SUPPLIED ENTRIES
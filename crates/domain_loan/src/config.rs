//! Loan policy settings

use std::time::Duration;

use rust_decimal::Decimal;
use serde::{Deserialize, Serialize};

use core_kernel::Money;

/// Bounds applied when a loan application is submitted
#[derive(Debug, Clone, Serialize, Deserialize)]
#[serde(default)]
pub struct LoanLimits {
    pub min_term_months: u32,
    pub max_term_months: u32,
    /// Annual rate, in percent
    pub min_rate_percent: Decimal,
    /// Annual rate, in percent
    pub max_rate_percent: Decimal,
    /// Longest wait for loan and guarantor locks
    pub lock_timeout_ms: u64,
}

impl Default for LoanLimits {
    fn default() -> Self {
        Self {
            min_term_months: 1,
            max_term_months: 240,
            min_rate_percent: Decimal::ZERO,
            max_rate_percent: Decimal::from(50),
            lock_timeout_ms: 5_000,
        }
    }
}

impl LoanLimits {
    pub fn lock_timeout(&self) -> Duration {
        Duration::from_millis(self.lock_timeout_ms)
    }
}

/// Caps on what a single member may guarantee at once
#[derive(Debug, Clone, Serialize, Deserialize)]
#[serde(default)]
pub struct ExposureLimits {
    /// Simultaneous active guarantees
    pub max_guarantees: u32,
    /// Cumulative guaranteed amount on live loans
    pub max_exposure: Money,
}

impl Default for ExposureLimits {
    fn default() -> Self {
        Self {
            max_guarantees: 5,
            max_exposure: Money::from_major(500_000),
        }
    }
}
//! Keyed lock registry
//!
//! Gives in-process adapters the same guarantees a database gives with
//! `SELECT ... FOR UPDATE`: one writer per key, multi-key acquisition in a
//! fixed global order (ascending key) and a bounded wait. Guards are released
//! when the returned [`LockSet`] is dropped, on every exit path.

use std::collections::HashMap;
use std::fmt::Display;
use std::hash::Hash;
use std::sync::{Arc, Mutex};
use std::time::Duration;

use tokio::sync::{Mutex as AsyncMutex, OwnedMutexGuard};
use tokio::time::Instant;

use crate::error::CoreError;

/// Held locks; dropping releases them
#[derive(Debug)]
pub struct LockSet {
    guards: Vec<OwnedMutexGuard<()>>,
}

impl LockSet {
    /// Number of keys held
    pub fn len(&self) -> usize {
        self.guards.len()
    }

    /// True when no key is held
    pub fn is_empty(&self) -> bool {
        self.guards.is_empty()
    }

    /// Merges another set into this one
    pub fn extend(&mut self, other: LockSet) {
        self.guards.extend(other.guards);
    }

    /// An empty set
    pub fn empty() -> Self {
        Self { guards: Vec::new() }
    }
}

/// Registry of per-key async mutexes
#[derive(Debug)]
pub struct KeyedLocks<K> {
    slots: Mutex<HashMap<K, Arc<AsyncMutex<()>>>>,
}

impl<K> Default for KeyedLocks<K> {
    fn default() -> Self {
        Self {
            slots: Mutex::new(HashMap::new()),
        }
    }
}

impl<K> KeyedLocks<K>
where
    K: Copy + Eq + Hash + Ord + Display,
{
    pub fn new() -> Self {
        Self::default()
    }

    fn slot(&self, key: K) -> Arc<AsyncMutex<()>> {
        let mut slots = self.slots.lock().unwrap_or_else(|e| e.into_inner());
        slots.entry(key).or_default().clone()
    }

    /// Acquires every key in ascending order, waiting at most `timeout` overall
    ///
    /// # Errors
    ///
    /// Returns `CoreError::LockTimeout` naming the first key that could not be
    /// acquired; any keys already taken are released before returning.
    pub async fn acquire(&self, keys: &[K], timeout: Duration) -> Result<LockSet, CoreError> {
        let mut ordered = keys.to_vec();
        ordered.sort();
        ordered.dedup();

        let deadline = Instant::now() + timeout;
        let mut guards = Vec::with_capacity(ordered.len());

        for key in ordered {
            let slot = self.slot(key);
            match tokio::time::timeout_at(deadline, slot.lock_owned()).await {
                Ok(guard) => guards.push(guard),
                Err(_) => {
                    return Err(CoreError::LockTimeout {
                        resource: key.to_string(),
                        waited_ms: timeout.as_millis() as u64,
                    });
                }
            }
        }

        Ok(LockSet { guards })
    }
}
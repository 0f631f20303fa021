//! Savings account handlers

use axum::{
    extract::{Path, Query, State},
    http::StatusCode,
    response::{IntoResponse, Response},
    Json,
};
use uuid::Uuid;

use core_kernel::SavingsAccountId;
use domain_savings::{AccountStatement, SavingsAccount, SavingsTransaction};

use super::validated;
use crate::dto::accounts::*;
use crate::{error::ApiError, AppState};

/// Opens an account, posting any opening balance
pub async fn open_account(
    State(state): State<AppState>,
    Json(body): Json<OpenAccountBody>,
) -> Result<(StatusCode, Json<SavingsAccount>), ApiError> {
    let body = validated(body)?;
    let account = state.ledger.open_account(body.into()).await?;
    Ok((StatusCode::CREATED, Json(account)))
}

pub async fn get_account(
    State(state): State<AppState>,
    Path(id): Path<Uuid>,
) -> Result<Json<SavingsAccount>, ApiError> {
    let account = state
        .ledger
        .get_account(SavingsAccountId::from_uuid(id))
        .await?;
    Ok(Json(account))
}

/// Closes an account; `closed` is false when the account still holds money,
/// has pending postings or is already closed
pub async fn close_account(
    State(state): State<AppState>,
    Path(id): Path<Uuid>,
) -> Result<Json<CloseAccountResponse>, ApiError> {
    let account_id = SavingsAccountId::from_uuid(id);
    let closed = state.ledger.close_account(account_id).await?;
    Ok(Json(CloseAccountResponse { account_id, closed }))
}

pub async fn set_status(
    State(state): State<AppState>,
    Path(id): Path<Uuid>,
    Json(body): Json<AccountStatusBody>,
) -> Result<Json<SavingsAccount>, ApiError> {
    let account = state
        .ledger
        .set_account_status(SavingsAccountId::from_uuid(id), body.status)
        .await?;
    Ok(Json(account))
}

pub async fn list_transactions(
    State(state): State<AppState>,
    Path(id): Path<Uuid>,
) -> Result<Json<Vec<SavingsTransaction>>, ApiError> {
    let transactions = state
        .ledger
        .list_transactions(SavingsAccountId::from_uuid(id))
        .await?;
    Ok(Json(transactions))
}

/// Posts a transaction; a replayed reference returns the original posting
pub async fn post_transaction(
    State(state): State<AppState>,
    Path(id): Path<Uuid>,
    Json(body): Json<PostTransactionBody>,
) -> Result<(StatusCode, Json<SavingsTransaction>), ApiError> {
    let body = validated(body)?;
    let transaction = state
        .ledger
        .post(body.into_request(SavingsAccountId::from_uuid(id)))
        .await?;
    Ok((StatusCode::CREATED, Json(transaction)))
}

pub async fn statement(
    State(state): State<AppState>,
    Path(id): Path<Uuid>,
    Query(window): Query<StatementQuery>,
) -> Result<Json<AccountStatement>, ApiError> {
    let statement = state
        .ledger
        .account_statement(SavingsAccountId::from_uuid(id), window.from, window.to)
        .await?;
    Ok(Json(statement))
}

/// Credits interest for a period; 204 when the computed interest is zero
pub async fn post_interest(
    State(state): State<AppState>,
    Path(id): Path<Uuid>,
    Json(body): Json<InterestBody>,
) -> Result<Response, ApiError> {
    let body = validated(body)?;
    let posted = state
        .ledger
        .post_interest(SavingsAccountId::from_uuid(id), &body.period)
        .await?;
    Ok(match posted {
        Some(transaction) => (StatusCode::CREATED, Json(transaction)).into_response(),
        None => StatusCode::NO_CONTENT.into_response(),
    })
}
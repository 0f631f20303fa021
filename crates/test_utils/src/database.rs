//! PostgreSQL testcontainers
//!
//! Starts a throwaway server, applies the embedded migrations and opens a pool
//! through the same path the API server uses. Tests that use it need a Docker
//! daemon and are marked `#[ignore]` in the suites.

use std::time::Duration;

use infra_db::{create_pool, run_migrations, DatabaseConfig, DatabasePool};
use testcontainers::runners::AsyncRunner;
use testcontainers::{ContainerAsync, ImageExt};
use testcontainers_modules::postgres::Postgres;

type BoxError = Box<dyn std::error::Error + Send + Sync>;

const IMAGE_TAG: &str = "16-alpine";
const CREDENTIALS: (&str, &str) = ("coop", "coop");
const DATABASE: &str = "coop_test";

/// Concurrency tests hold one connection per contending task
const POOL_SIZE: u32 = 16;

/// A migrated PostgreSQL container; dropping it stops the container
pub struct TestDatabase {
    _container: ContainerAsync<Postgres>,
    url: String,
    pool: DatabasePool,
}

impl TestDatabase {
    pub async fn start() -> Result<Self, BoxError> {
        let (user, password) = CREDENTIALS;
        let container = Postgres::default()
            .with_user(user)
            .with_password(password)
            .with_db_name(DATABASE)
            .with_tag(IMAGE_TAG)
            .start()
            .await?;

        let host = container.get_host().await?;
        let port = container.get_host_port_ipv4(5432).await?;
        let url = connection_url(&host.to_string(), port);

        let pool = create_pool(
            DatabaseConfig::new(&url)
                .max_connections(POOL_SIZE)
                .acquire_timeout(Duration::from_secs(30)),
        )
        .await?;
        run_migrations(&pool).await?;

        Ok(Self {
            _container: container,
            url,
            pool,
        })
    }

    pub fn pool(&self) -> &DatabasePool {
        &self.pool
    }

    pub fn url(&self) -> &str {
        &self.url
    }
}

/// Starts a database owned by a single test
pub async fn create_isolated_test_database() -> Result<TestDatabase, BoxError> {
    TestDatabase::start().await
}

fn connection_url(host: &str, port: u16) -> String {
    let (user, password) = CREDENTIALS;
    format!("postgres://{user}:{password}@{host}:{port}/{DATABASE}")
}
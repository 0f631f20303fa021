//! Savings account and posting persistence
//!
//! Row types and queries for `savings_accounts` and `savings_transactions`.
//! Every function takes an executor so the same SQL serves pooled reads and
//! statements inside a locked unit of work.

use chrono::{DateTime, NaiveDate, Utc};
use rust_decimal::Decimal;
use sqlx::{PgConnection, PgExecutor};
use uuid::Uuid;

use core_kernel::{MemberId, Money, Rate, SavingsAccountId, TransactionId};
use domain_savings::{
    AccountStatus, AccountType, InterestPeriod, PaymentMethod, SavingsAccount, SavingsTransaction,
    TransactionStatus, TransactionType,
};

use crate::error::DatabaseError;

/// Unique constraint guarding the posting idempotency key
pub const REFERENCE_CONSTRAINT: &str = "savings_transactions_reference_key";

const ACCOUNT_COLUMNS: &str = r#"
    account_id, member_id, account_number, account_type, balance, minimum_balance,
    interest_rate, interest_period, maturity_date, target_amount, status, created_by,
    opened_at, updated_at, closed_at
"#;

const TRANSACTION_COLUMNS: &str = r#"
    transaction_id, account_id, member_id, transaction_type, amount, balance_before,
    balance_after, payment_method, reference_number, description, transaction_status,
    fees_charged, requires_approval, overdraft_authorized, reversal_of, created_at,
    completed_at
"#;

/// Database row for `savings_accounts`
#[derive(Debug, Clone, sqlx::FromRow)]
pub struct AccountRow {
    pub account_id: Uuid,
    pub member_id: Uuid,
    pub account_number: String,
    pub account_type: String,
    pub balance: Decimal,
    pub minimum_balance: Decimal,
    pub interest_rate: Decimal,
    pub interest_period: String,
    pub maturity_date: Option<NaiveDate>,
    pub target_amount: Option<Decimal>,
    pub status: String,
    pub created_by: Option<String>,
    pub opened_at: DateTime<Utc>,
    pub updated_at: DateTime<Utc>,
    pub closed_at: Option<DateTime<Utc>>,
}

impl TryFrom<AccountRow> for SavingsAccount {
    type Error = DatabaseError;

    fn try_from(row: AccountRow) -> Result<Self, Self::Error> {
        Ok(SavingsAccount {
            id: SavingsAccountId::from_uuid(row.account_id),
            member_id: MemberId::from_uuid(row.member_id),
            account_number: row.account_number,
            account_type: AccountType::parse(&row.account_type)
                .ok_or_else(|| DatabaseError::corrupt("account_type", &row.account_type))?,
            balance: Money::new(row.balance),
            minimum_balance: Money::new(row.minimum_balance),
            interest_rate: Rate::new(row.interest_rate),
            interest_period: InterestPeriod::parse(&row.interest_period)
                .ok_or_else(|| DatabaseError::corrupt("interest_period", &row.interest_period))?,
            maturity_date: row.maturity_date,
            target_amount: row.target_amount.map(Money::new),
            status: AccountStatus::parse(&row.status)
                .ok_or_else(|| DatabaseError::corrupt("status", &row.status))?,
            created_by: row.created_by,
            opened_at: row.opened_at,
            updated_at: row.updated_at,
            closed_at: row.closed_at,
        })
    }
}

/// Database row for `savings_transactions`
#[derive(Debug, Clone, sqlx::FromRow)]
pub struct TransactionRow {
    pub transaction_id: Uuid,
    pub account_id: Uuid,
    pub member_id: Uuid,
    pub transaction_type: String,
    pub amount: Decimal,
    pub balance_before: Decimal,
    pub balance_after: Decimal,
    pub payment_method: String,
    pub reference_number: Option<String>,
    pub description: Option<String>,
    pub transaction_status: String,
    pub fees_charged: Decimal,
    pub requires_approval: bool,
    pub overdraft_authorized: bool,
    pub reversal_of: Option<Uuid>,
    pub created_at: DateTime<Utc>,
    pub completed_at: Option<DateTime<Utc>>,
}

impl TryFrom<TransactionRow> for SavingsTransaction {
    type Error = DatabaseError;

    fn try_from(row: TransactionRow) -> Result<Self, Self::Error> {
        Ok(SavingsTransaction {
            id: TransactionId::from_uuid(row.transaction_id),
            account_id: SavingsAccountId::from_uuid(row.account_id),
            member_id: MemberId::from_uuid(row.member_id),
            transaction_type: TransactionType::parse(&row.transaction_type)
                .ok_or_else(|| DatabaseError::corrupt("transaction_type", &row.transaction_type))?,
            amount: Money::new(row.amount),
            balance_before: Money::new(row.balance_before),
            balance_after: Money::new(row.balance_after),
            payment_method: PaymentMethod::parse(&row.payment_method)
                .ok_or_else(|| DatabaseError::corrupt("payment_method", &row.payment_method))?,
            reference_number: row.reference_number,
            description: row.description,
            status: TransactionStatus::parse(&row.transaction_status).ok_or_else(|| {
                DatabaseError::corrupt("transaction_status", &row.transaction_status)
            })?,
            fees_charged: Money::new(row.fees_charged),
            requires_approval: row.requires_approval,
            overdraft_authorized: row.overdraft_authorized,
            reversal_of: row.reversal_of.map(TransactionId::from_uuid),
            created_at: row.created_at,
            completed_at: row.completed_at,
        })
    }
}

/// Takes `FOR UPDATE` locks on existing accounts in ascending id order
pub async fn lock_accounts(conn: &mut PgConnection, ids: &[Uuid]) -> Result<Vec<Uuid>, DatabaseError> {
    if ids.is_empty() {
        return Ok(Vec::new());
    }
    let locked = sqlx::query_scalar::<_, Uuid>(
        "SELECT account_id FROM savings_accounts WHERE account_id = ANY($1) ORDER BY account_id FOR UPDATE",
    )
    .bind(ids)
    .fetch_all(conn)
    .await?;
    Ok(locked)
}

pub async fn fetch_account<'e, E: PgExecutor<'e>>(
    executor: E,
    id: Uuid,
) -> Result<Option<SavingsAccount>, DatabaseError> {
    let sql = format!("SELECT {ACCOUNT_COLUMNS} FROM savings_accounts WHERE account_id = $1");
    sqlx::query_as::<_, AccountRow>(&sql)
        .bind(id)
        .fetch_optional(executor)
        .await?
        .map(SavingsAccount::try_from)
        .transpose()
}

pub async fn account_number_exists<'e, E: PgExecutor<'e>>(
    executor: E,
    account_number: &str,
) -> Result<bool, DatabaseError> {
    let exists = sqlx::query_scalar::<_, bool>(
        "SELECT EXISTS (SELECT 1 FROM savings_accounts WHERE account_number = $1)",
    )
    .bind(account_number)
    .fetch_one(executor)
    .await?;
    Ok(exists)
}

pub async fn insert_account(conn: &mut PgConnection, account: &SavingsAccount) -> Result<(), DatabaseError> {
    sqlx::query(
        r#"
        INSERT INTO savings_accounts (
            account_id, member_id, account_number, account_type, balance, minimum_balance,
            interest_rate, interest_period, maturity_date, target_amount, status, created_by,
            opened_at, updated_at, closed_at
        )
        VALUES ($1, $2, $3, $4, $5, $6, $7, $8, $9, $10, $11, $12, $13, $14, $15)
        "#,
    )
    .bind(Uuid::from(account.id))
    .bind(Uuid::from(account.member_id))
    .bind(&account.account_number)
    .bind(account.account_type.as_str())
    .bind(account.balance.amount())
    .bind(account.minimum_balance.amount())
    .bind(account.interest_rate.as_decimal())
    .bind(account.interest_period.as_str())
    .bind(account.maturity_date)
    .bind(account.target_amount.map(|m| m.amount()))
    .bind(account.status.as_str())
    .bind(&account.created_by)
    .bind(account.opened_at)
    .bind(account.updated_at)
    .bind(account.closed_at)
    .execute(conn)
    .await?;
    Ok(())
}

/// Writes the mutable columns of an account
pub async fn update_account(conn: &mut PgConnection, account: &SavingsAccount) -> Result<(), DatabaseError> {
    let result = sqlx::query(
        r#"
        UPDATE savings_accounts
        SET balance = $2, minimum_balance = $3, interest_rate = $4, status = $5,
            updated_at = $6, closed_at = $7
        WHERE account_id = $1
        "#,
    )
    .bind(Uuid::from(account.id))
    .bind(account.balance.amount())
    .bind(account.minimum_balance.amount())
    .bind(account.interest_rate.as_decimal())
    .bind(account.status.as_str())
    .bind(account.updated_at)
    .bind(account.closed_at)
    .execute(conn)
    .await?;

    if result.rows_affected() == 0 {
        return Err(DatabaseError::not_found("SavingsAccount", account.id));
    }
    Ok(())
}

pub async fn fetch_transaction<'e, E: PgExecutor<'e>>(
    executor: E,
    id: Uuid,
) -> Result<Option<SavingsTransaction>, DatabaseError> {
    let sql = format!("SELECT {TRANSACTION_COLUMNS} FROM savings_transactions WHERE transaction_id = $1");
    sqlx::query_as::<_, TransactionRow>(&sql)
        .bind(id)
        .fetch_optional(executor)
        .await?
        .map(SavingsTransaction::try_from)
        .transpose()
}

/// Postings of an account in insertion order
pub async fn list_transactions<'e, E: PgExecutor<'e>>(
    executor: E,
    account_id: Uuid,
) -> Result<Vec<SavingsTransaction>, DatabaseError> {
    let sql = format!(
        "SELECT {TRANSACTION_COLUMNS} FROM savings_transactions WHERE account_id = $1 ORDER BY seq"
    );
    sqlx::query_as::<_, TransactionRow>(&sql)
        .bind(account_id)
        .fetch_all(executor)
        .await?
        .into_iter()
        .map(SavingsTransaction::try_from)
        .collect()
}

pub async fn find_by_reference(
    conn: &mut PgConnection,
    account_id: Uuid,
    reference: &str,
    transaction_type: TransactionType,
) -> Result<Option<SavingsTransaction>, DatabaseError> {
    let sql = format!(
        "SELECT {TRANSACTION_COLUMNS} FROM savings_transactions \
         WHERE account_id = $1 AND reference_number = $2 AND transaction_type = $3"
    );
    sqlx::query_as::<_, TransactionRow>(&sql)
        .bind(account_id)
        .bind(reference)
        .bind(transaction_type.as_str())
        .fetch_optional(conn)
        .await?
        .map(SavingsTransaction::try_from)
        .transpose()
}

pub async fn find_reversal(
    conn: &mut PgConnection,
    original: Uuid,
) -> Result<Option<SavingsTransaction>, DatabaseError> {
    let sql = format!("SELECT {TRANSACTION_COLUMNS} FROM savings_transactions WHERE reversal_of = $1");
    sqlx::query_as::<_, TransactionRow>(&sql)
        .bind(original)
        .fetch_optional(conn)
        .await?
        .map(SavingsTransaction::try_from)
        .transpose()
}

pub async fn has_pending(conn: &mut PgConnection, account_id: Uuid) -> Result<bool, DatabaseError> {
    let pending = sqlx::query_scalar::<_, bool>(
        "SELECT EXISTS (SELECT 1 FROM savings_transactions WHERE account_id = $1 AND transaction_status = 'pending')",
    )
    .bind(account_id)
    .fetch_one(conn)
    .await?;
    Ok(pending)
}

pub async fn insert_transaction(
    conn: &mut PgConnection,
    tx: &SavingsTransaction,
) -> Result<(), DatabaseError> {
    sqlx::query(
        r#"
        INSERT INTO savings_transactions (
            transaction_id, account_id, member_id, transaction_type, amount, balance_before,
            balance_after, payment_method, reference_number, description, transaction_status,
            fees_charged, requires_approval, overdraft_authorized, reversal_of, created_at,
            completed_at
        )
        VALUES ($1, $2, $3, $4, $5, $6, $7, $8, $9, $10, $11, $12, $13, $14, $15, $16, $17)
        "#,
    )
    .bind(Uuid::from(tx.id))
    .bind(Uuid::from(tx.account_id))
    .bind(Uuid::from(tx.member_id))
    .bind(tx.transaction_type.as_str())
    .bind(tx.amount.amount())
    .bind(tx.balance_before.amount())
    .bind(tx.balance_after.amount())
    .bind(tx.payment_method.as_str())
    .bind(&tx.reference_number)
    .bind(&tx.description)
    .bind(tx.status.as_str())
    .bind(tx.fees_charged.amount())
    .bind(tx.requires_approval)
    .bind(tx.overdraft_authorized)
    .bind(tx.reversal_of.map(Uuid::from))
    .bind(tx.created_at)
    .bind(tx.completed_at)
    .execute(conn)
    .await?;
    Ok(())
}

/// Writes the columns that change when a pending posting is decided or an
/// original is reversed
pub async fn update_transaction(
    conn: &mut PgConnection,
    tx: &SavingsTransaction,
) -> Result<(), DatabaseError> {
    let result = sqlx::query(
        r#"
        UPDATE savings_transactions
        SET balance_before = $2, balance_after = $3, transaction_status = $4, completed_at = $5
        WHERE transaction_id = $1
        "#,
    )
    .bind(Uuid::from(tx.id))
    .bind(tx.balance_before.amount())
    .bind(tx.balance_after.amount())
    .bind(tx.status.as_str())
    .bind(tx.completed_at)
    .execute(conn)
    .await?;

    if result.rows_affected() == 0 {
        return Err(DatabaseError::not_found("SavingsTransaction", tx.id));
    }
    Ok(())
}
//! PostgreSQL adapters for the domain storage ports
//!
//! Each adapter opens one database transaction per unit of work, bounds row
//! lock waits with `SET LOCAL lock_timeout` and takes `SELECT ... FOR UPDATE`
//! locks in ascending id order. Dropping a unit of work without committing
//! rolls the transaction back.

pub mod ledger;
pub mod loans;

pub use ledger::PostgresLedgerRepository;
pub use loans::PostgresLoanRepository;

use std::time::Instant;

use chrono::Utc;
use sqlx::PgPool;

use core_kernel::{AdapterHealth, HealthCheckResult};

/// Round-trips `SELECT 1` and reports its latency
pub(crate) async fn ping(pool: &PgPool, adapter_id: &str) -> HealthCheckResult {
    let start = Instant::now();
    let result = sqlx::query_scalar::<_, i32>("SELECT 1").fetch_one(pool).await;
    let latency_ms = start.elapsed().as_millis() as u64;

    let (status, message) = match result {
        Ok(_) => (AdapterHealth::Healthy, None),
        Err(e) => (AdapterHealth::Unhealthy, Some(format!("Database error: {}", e))),
    };
    HealthCheckResult {
        adapter_id: adapter_id.to_string(),
        status,
        latency_ms,
        message,
        checked_at: Utc::now(),
    }
}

PROBLEM DESCRIPTION
In the entries above, some lines hold the string "work". Copy each of them.

SOLUTION TO THIS EXERCISE
//! statements inside a locked unit of work.
//! Each adapter opens one database transaction per unit of work, bounds row
//! locks in ascending id order. Dropping a unit of work without committing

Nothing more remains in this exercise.